## WORK TO COMPLETE
Return exactly the lines below, starting with the one that has "Lifecycle management subsystem." and going on through the one that has "dev posture —".

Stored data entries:
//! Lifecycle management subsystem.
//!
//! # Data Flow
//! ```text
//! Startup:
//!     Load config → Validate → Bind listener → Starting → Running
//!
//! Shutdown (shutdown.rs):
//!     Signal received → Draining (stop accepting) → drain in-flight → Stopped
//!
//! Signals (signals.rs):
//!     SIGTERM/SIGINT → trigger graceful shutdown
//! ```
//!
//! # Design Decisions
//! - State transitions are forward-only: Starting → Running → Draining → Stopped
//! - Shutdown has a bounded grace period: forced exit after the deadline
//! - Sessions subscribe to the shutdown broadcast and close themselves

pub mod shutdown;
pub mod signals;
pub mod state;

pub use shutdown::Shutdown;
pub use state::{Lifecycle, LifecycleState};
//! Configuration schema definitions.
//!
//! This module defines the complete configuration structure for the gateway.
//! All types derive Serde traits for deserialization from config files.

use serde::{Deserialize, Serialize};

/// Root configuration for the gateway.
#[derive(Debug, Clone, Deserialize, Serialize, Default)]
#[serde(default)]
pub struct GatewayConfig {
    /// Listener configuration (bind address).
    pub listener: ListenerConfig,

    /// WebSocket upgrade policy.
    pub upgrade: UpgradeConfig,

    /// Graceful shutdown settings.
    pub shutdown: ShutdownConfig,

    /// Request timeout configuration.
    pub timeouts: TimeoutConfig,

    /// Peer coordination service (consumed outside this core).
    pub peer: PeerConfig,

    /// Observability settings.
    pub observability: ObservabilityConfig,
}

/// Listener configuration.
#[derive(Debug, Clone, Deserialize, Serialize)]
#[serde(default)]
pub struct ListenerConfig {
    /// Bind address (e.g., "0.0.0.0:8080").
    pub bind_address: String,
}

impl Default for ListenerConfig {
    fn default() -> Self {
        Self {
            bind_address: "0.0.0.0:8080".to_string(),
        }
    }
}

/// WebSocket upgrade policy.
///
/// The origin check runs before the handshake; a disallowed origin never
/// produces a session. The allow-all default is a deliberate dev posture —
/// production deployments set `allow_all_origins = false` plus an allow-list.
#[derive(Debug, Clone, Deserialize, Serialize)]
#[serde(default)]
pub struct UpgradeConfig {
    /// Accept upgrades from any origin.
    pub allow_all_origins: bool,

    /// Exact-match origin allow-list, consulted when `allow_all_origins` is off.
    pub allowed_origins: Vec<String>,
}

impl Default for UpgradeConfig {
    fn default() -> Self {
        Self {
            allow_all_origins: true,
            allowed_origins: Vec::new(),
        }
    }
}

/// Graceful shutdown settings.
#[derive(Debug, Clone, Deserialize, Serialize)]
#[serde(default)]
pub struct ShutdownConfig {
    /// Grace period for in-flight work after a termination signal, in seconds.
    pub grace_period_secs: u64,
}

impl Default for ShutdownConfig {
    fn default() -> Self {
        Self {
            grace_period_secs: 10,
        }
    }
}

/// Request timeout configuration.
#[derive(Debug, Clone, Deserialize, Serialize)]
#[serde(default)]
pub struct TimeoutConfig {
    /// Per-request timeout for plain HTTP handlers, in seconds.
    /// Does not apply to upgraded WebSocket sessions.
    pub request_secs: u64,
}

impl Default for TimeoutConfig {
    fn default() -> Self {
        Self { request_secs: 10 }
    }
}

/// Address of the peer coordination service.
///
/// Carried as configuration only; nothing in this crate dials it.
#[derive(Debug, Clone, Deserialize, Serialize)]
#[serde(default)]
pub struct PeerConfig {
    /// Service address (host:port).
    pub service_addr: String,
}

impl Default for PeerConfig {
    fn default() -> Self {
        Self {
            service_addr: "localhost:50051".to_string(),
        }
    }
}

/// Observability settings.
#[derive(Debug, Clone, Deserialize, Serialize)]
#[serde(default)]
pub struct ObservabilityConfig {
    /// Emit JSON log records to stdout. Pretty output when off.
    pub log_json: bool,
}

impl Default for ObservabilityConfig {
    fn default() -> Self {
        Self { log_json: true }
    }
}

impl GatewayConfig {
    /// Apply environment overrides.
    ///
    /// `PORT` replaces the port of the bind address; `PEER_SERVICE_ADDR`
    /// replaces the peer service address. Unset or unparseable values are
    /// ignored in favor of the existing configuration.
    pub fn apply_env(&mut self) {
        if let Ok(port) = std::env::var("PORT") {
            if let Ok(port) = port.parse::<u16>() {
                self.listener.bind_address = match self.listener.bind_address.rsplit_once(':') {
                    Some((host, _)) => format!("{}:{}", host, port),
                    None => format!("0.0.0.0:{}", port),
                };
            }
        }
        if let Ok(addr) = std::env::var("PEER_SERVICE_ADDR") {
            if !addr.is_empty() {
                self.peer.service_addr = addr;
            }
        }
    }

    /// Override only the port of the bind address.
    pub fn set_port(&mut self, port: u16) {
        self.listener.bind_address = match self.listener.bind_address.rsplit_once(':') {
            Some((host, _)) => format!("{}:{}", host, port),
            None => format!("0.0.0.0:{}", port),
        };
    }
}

==

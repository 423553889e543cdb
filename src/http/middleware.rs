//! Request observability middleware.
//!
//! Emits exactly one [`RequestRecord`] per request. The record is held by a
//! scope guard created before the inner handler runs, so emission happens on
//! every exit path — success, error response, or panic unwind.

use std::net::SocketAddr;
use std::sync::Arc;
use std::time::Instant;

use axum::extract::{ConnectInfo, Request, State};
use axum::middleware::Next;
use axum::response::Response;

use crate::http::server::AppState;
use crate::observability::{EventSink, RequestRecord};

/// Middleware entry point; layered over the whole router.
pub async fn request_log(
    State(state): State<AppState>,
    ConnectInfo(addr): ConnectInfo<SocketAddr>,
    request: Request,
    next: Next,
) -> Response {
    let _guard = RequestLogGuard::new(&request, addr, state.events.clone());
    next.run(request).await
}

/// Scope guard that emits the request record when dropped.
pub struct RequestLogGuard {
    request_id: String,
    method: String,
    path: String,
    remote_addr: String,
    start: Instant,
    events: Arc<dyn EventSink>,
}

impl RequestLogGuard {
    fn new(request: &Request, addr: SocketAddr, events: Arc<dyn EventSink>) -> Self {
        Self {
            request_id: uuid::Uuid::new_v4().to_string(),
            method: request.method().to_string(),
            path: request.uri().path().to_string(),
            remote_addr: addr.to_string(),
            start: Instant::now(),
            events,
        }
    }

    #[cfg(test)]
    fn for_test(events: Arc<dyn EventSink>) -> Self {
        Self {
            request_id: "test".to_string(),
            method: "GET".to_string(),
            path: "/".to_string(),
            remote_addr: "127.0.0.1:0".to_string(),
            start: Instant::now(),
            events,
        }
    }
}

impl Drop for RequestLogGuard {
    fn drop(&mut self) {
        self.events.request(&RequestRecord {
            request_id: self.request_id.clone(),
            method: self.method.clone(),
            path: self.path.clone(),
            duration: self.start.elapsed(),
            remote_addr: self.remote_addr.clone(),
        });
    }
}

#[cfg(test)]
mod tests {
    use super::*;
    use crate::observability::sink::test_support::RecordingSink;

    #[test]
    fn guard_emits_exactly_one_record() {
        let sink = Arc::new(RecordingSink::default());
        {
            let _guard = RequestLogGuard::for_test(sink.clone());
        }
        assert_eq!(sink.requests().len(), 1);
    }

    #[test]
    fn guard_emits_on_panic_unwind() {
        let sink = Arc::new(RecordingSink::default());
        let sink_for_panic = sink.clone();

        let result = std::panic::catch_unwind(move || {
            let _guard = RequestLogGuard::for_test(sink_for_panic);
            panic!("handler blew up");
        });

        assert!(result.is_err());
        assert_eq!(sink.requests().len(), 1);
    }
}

## RESULT OF THIS EXERCISE
//! Lifecycle management subsystem.
//!
//! # Data Flow
//! ```text
//! Startup:
//!     Load config → Validate → Bind listener → Starting → Running
//!
//! Shutdown (shutdown.rs):
//!     Signal received → Draining (stop accepting) → drain in-flight → Stopped
//!
//! Signals (signals.rs):
//!     SIGTERM/SIGINT → trigger graceful shutdown
//! ```
//!
//! # Design Decisions
//! - State transitions are forward-only: Starting → Running → Draining → Stopped
//! - Shutdown has a bounded grace period: forced exit after the deadline
//! - Sessions subscribe to the shutdown broadcast and close themselves

pub mod shutdown;
pub mod signals;
pub mod state;

pub use shutdown::Shutdown;
pub use state::{Lifecycle, LifecycleState};
//! Configuration schema definitions.
//!
//! This module defines the complete configuration structure for the gateway.
//! All types derive Serde traits for deserialization from config files.

use serde::{Deserialize, Serialize};

/// Root configuration for the gateway.
#[derive(Debug, Clone, Deserialize, Serialize, Default)]
#[serde(default)]
pub struct GatewayConfig {
    /// Listener configuration (bind address).
    pub listener: ListenerConfig,

    /// WebSocket upgrade policy.
    pub upgrade: UpgradeConfig,

    /// Graceful shutdown settings.
    pub shutdown: ShutdownConfig,

    /// Request timeout configuration.
    pub timeouts: TimeoutConfig,

    /// Peer coordination service (consumed outside this core).
    pub peer: PeerConfig,

    /// Observability settings.
    pub observability: ObservabilityConfig,
}

/// Listener configuration.
#[derive(Debug, Clone, Deserialize, Serialize)]
#[serde(default)]
pub struct ListenerConfig {
    /// Bind address (e.g., "0.0.0.0:8080").
    pub bind_address: String,
}

impl Default for ListenerConfig {
    fn default() -> Self {
        Self {
            bind_address: "0.0.0.0:8080".to_string(),
        }
    }
}

/// WebSocket upgrade policy.
///
/// The origin check runs before the handshake; a disallowed origin never
/// produces a session. The allow-all default is a deliberate dev posture —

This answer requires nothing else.